Book Ruling Passions

Download or read book Ruling Passions written by Richard R. John and published by . This book was released on 2006 with total page 166 pages. Available in PDF, EPUB and Kindle. Book excerpt:

Book Genres of the Credit Economy

Download or read book Genres of the Credit Economy written by Mary Poovey and published by University of Chicago Press. This book was released on 2008-04 with total page 523 pages. Available in PDF, EPUB and Kindle. Book excerpt: Banking, borrowing, investing, and even losing money - in other words, participating in the modern financial system - seem like routine activities of everyday life. This book looks at how this came to be the case by examining the history of financial instruments and representations of finance in 18th and 19th century Britain.

Book A Dubious Science

Download or read book A Dubious Science written by Elizabeth M. Sage and published by Peter Lang. This book was released on 2009 with total page 188 pages. Available in PDF, EPUB and Kindle.
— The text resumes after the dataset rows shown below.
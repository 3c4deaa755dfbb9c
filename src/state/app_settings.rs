use log::{LevelFilter, debug, warn};
use passmap_core::colors::{ColorLabels, ColorScheme};
use passmap_core::loader::{DEFAULT_ENCODINGS, Encoding};
use passmap_core::pitch::{DEFAULT_FIELD_HEIGHT, DEFAULT_FIELD_WIDTH};
use passmap_core::scene::EventColumns;
use passmap_core::session::VizConfig;
use serde::Deserialize;
use std::io::ErrorKind;
use std::path::PathBuf;
use std::str::FromStr;

/// Overrides the settings file location.
pub const CONFIG_ENV: &str = "PASSMAP_CONFIG";

#[derive(Debug, Clone, PartialEq, Deserialize)]
#[serde(default)]
pub struct AppSettings {
    pub full_screen: bool,
    pub log_level: Option<String>,
    pub responsive: bool,
    pub color_scheme: ColorScheme,
    pub exclude_time: bool,
    pub field_width: f64,
    pub field_height: f64,
    /// Decoding attempts, in order.
    pub encodings: Vec<Encoding>,
    pub columns: EventColumns,
    pub labels: ColorLabels,
}

impl Default for AppSettings {
    fn default() -> Self {
        Self {
            full_screen: false,
            log_level: None,
            responsive: true,
            color_scheme: ColorScheme::default(),
            exclude_time: true,
            field_width: DEFAULT_FIELD_WIDTH,
            field_height: DEFAULT_FIELD_HEIGHT,
            encodings: DEFAULT_ENCODINGS.to_vec(),
            columns: EventColumns::default(),
            labels: ColorLabels::default(),
        }
    }
}

impl AppSettings {
    /// Read the settings file. A missing file yields defaults; an unreadable or
    /// malformed one yields defaults and a warning.
    pub fn load() -> Self {
        let Some(path) = settings_path() else {
            return Self::default();
        };
        match std::fs::read_to_string(&path) {
            Ok(content) => match Self::parse(&content) {
                Ok(settings) => {
                    debug!("settings loaded from {}", path.display());
                    settings
                }
                Err(e) => {
                    warn!("ignoring malformed settings {}: {e}", path.display());
                    Self::default()
                }
            },
            Err(e) if e.kind() == ErrorKind::NotFound => Self::default(),
            Err(e) => {
                warn!("could not read settings {}: {e}", path.display());
                Self::default()
            }
        }
    }

    pub fn parse(content: &str) -> Result<Self, serde_json::Error> {
        let mut settings: Self = serde_json::from_str(content)?;
        settings.sanitize();
        Ok(settings)
    }

    fn sanitize(&mut self) {
        if !(self.field_width.is_finite() && self.field_width > 0.0) {
            warn!("field_width {} is not usable, using {DEFAULT_FIELD_WIDTH}", self.field_width);
            self.field_width = DEFAULT_FIELD_WIDTH;
        }
        if !(self.field_height.is_finite() && self.field_height > 0.0) {
            warn!("field_height {} is not usable, using {DEFAULT_FIELD_HEIGHT}", self.field_height);
            self.field_height = DEFAULT_FIELD_HEIGHT;
        }
        if self.encodings.is_empty() {
            self.encodings = DEFAULT_ENCODINGS.to_vec();
        }
    }

    pub fn level_filter(&self) -> LevelFilter {
        match self.log_level.as_deref().map(LevelFilter::from_str) {
            Some(Ok(level)) => level,
            Some(Err(_)) => {
                warn!("unknown log_level {:?}, using info", self.log_level);
                LevelFilter::Info
            }
            None => LevelFilter::Info,
        }
    }

    pub fn viz_config(&self) -> VizConfig {
        VizConfig {
            responsive: self.responsive,
            color_scheme: self.color_scheme,
            exclude_time: self.exclude_time,
            field_width: self.field_width,
            field_height: self.field_height,
            columns: self.columns.clone(),
            labels: self.labels.clone(),
        }
    }
}

fn settings_path() -> Option<PathBuf> {
    resolve_settings_path(
        std::env::var(CONFIG_ENV).ok(),
        std::env::var("XDG_CONFIG_HOME").ok(),
        std::env::var("HOME").ok(),
    )
}

fn resolve_settings_path(
    explicit: Option<String>,
    xdg_config_home: Option<String>,
    home: Option<String>,
) -> Option<PathBuf> {
    let usable = |v: Option<String>| v.filter(|s| !s.trim().is_empty());
    if let Some(path) = usable(explicit) {
        return Some(PathBuf::from(path));
    }
    if let Some(config_dir) = usable(xdg_config_home) {
        return Some(PathBuf::from(config_dir).join("passmap").join("settings.json"));
    }
    usable(home).map(|home| {
        PathBuf::from(home)
            .join(".config")
            .join("passmap")
            .join("settings.json")
    })
}

#[cfg(test)]
mod tests {
    use super::*;

    #[test]
    fn empty_object_is_all_defaults() {
        assert_eq!(AppSettings::parse("{}").unwrap(), AppSettings::default());
    }

    #[test]
    fn partial_settings_keep_other_defaults() {
        let settings = AppSettings::parse(
            r#"{
                "responsive": false,
                "color_scheme": "classic",
                "encodings": ["utf-8", "cp1252"],
                "columns": { "outcome": "Result" },
                "labels": { "high_keyword": "high" }
            }"#,
        )
        .unwrap();
        assert!(!settings.responsive);
        assert_eq!(settings.color_scheme, ColorScheme::Classic);
        assert_eq!(settings.encodings, vec![Encoding::Utf8, Encoding::Windows1252]);
        assert_eq!(settings.columns.outcome, "Result");
        assert_eq!(settings.columns.height, "Passhöhe");
        assert_eq!(settings.labels.high_keyword, "high");
        assert_eq!(settings.labels.success, "Erfolgreich");
        assert!(settings.exclude_time);
    }

    #[test]
    fn malformed_json_is_an_error() {
        assert!(AppSettings::parse("{ responsive: yes").is_err());
        assert!(AppSettings::parse(r#"{"color_scheme": "neon"}"#).is_err());
    }

    #[test]
    fn unusable_dimensions_fall_back() {
        let settings =
            AppSettings::parse(r#"{"field_width": 0, "field_height": -3, "encodings": []}"#)
                .unwrap();
        assert_eq!(settings.field_width, DEFAULT_FIELD_WIDTH);
        assert_eq!(settings.field_height, DEFAULT_FIELD_HEIGHT);
        assert_eq!(settings.encodings, DEFAULT_ENCODINGS.to_vec());
    }

    #[test]
    fn log_level_defaults_to_info() {
        let mut settings = AppSettings::default();
        assert_eq!(settings.level_filter(), LevelFilter::Info);
        settings.log_level = Some("debug".into());
        assert_eq!(settings.level_filter(), LevelFilter::Debug);
        settings.log_level = Some("loud".into());
        assert_eq!(settings.level_filter(), LevelFilter::Info);
    }

    #[test]
    fn viz_config_carries_settings() {
        let settings = AppSettings { exclude_time: false, field_width: 100.0, ..Default::default() };
        let config = settings.viz_config();
        assert!(!config.exclude_time);
        assert_eq!(config.field_width, 100.0);
        assert_eq!(config.field_height, DEFAULT_FIELD_HEIGHT);
    }

    #[test]
    fn settings_path_precedence() {
        let s = |v: &str| Some(v.to_string());
        assert_eq!(
            resolve_settings_path(s("/tmp/p.json"), s("/xdg"), s("/home/u")),
            Some(PathBuf::from("/tmp/p.json"))
        );
        assert_eq!(
            resolve_settings_path(s(" "), s("/xdg"), s("/home/u")),
            Some(PathBuf::from("/xdg/passmap/settings.json"))
        );
        assert_eq!(
            resolve_settings_path(None, None, s("/home/u")),
            Some(PathBuf::from("/home/u/.config/passmap/settings.json"))
        );
        assert_eq!(resolve_settings_path(None, s(""), None), None);
    }
}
Book excerpt: A Dubious Science tells the story of nineteenth-century French political economy, an academic discipline that aspired to the status and authority of a «hard» science alongside such disciplines as physics and chemistry. It chronicles political economists' encounter with «the social question» - all those unexpected social consequences of nineteenth-century industrialization - which offered concrete evidence that industrial capitalism showed few signs of guaranteeing happiness and economic success to all productive members of society. The social question forced economists to admit that their theoretical assumptions were not working in practice the way they were supposed to in theory and to confront the possibility that their science might be less certain than they had believed. This book explores the relationship between the unexpected socio-economic realities of an industrializing society and the disciplinary formation and self-protection of an aspiring human science, and it links political economy's aspirations to governmentality, that peculiarly modern type of power explored by Michel Foucault. Like other «dubious» human sciences during the nineteenth century, French political economy was embroiled in a network of interventionist strategies, administered both from inside and outside the state, designed to produce docile bodies, obedient souls, and a content and productive population. A Dubious Science should prove valuable in courses on economic thought and its history; the history of the human sciences; the history and sociology of the professions; as well as the broader history of European industrialization and its consequences.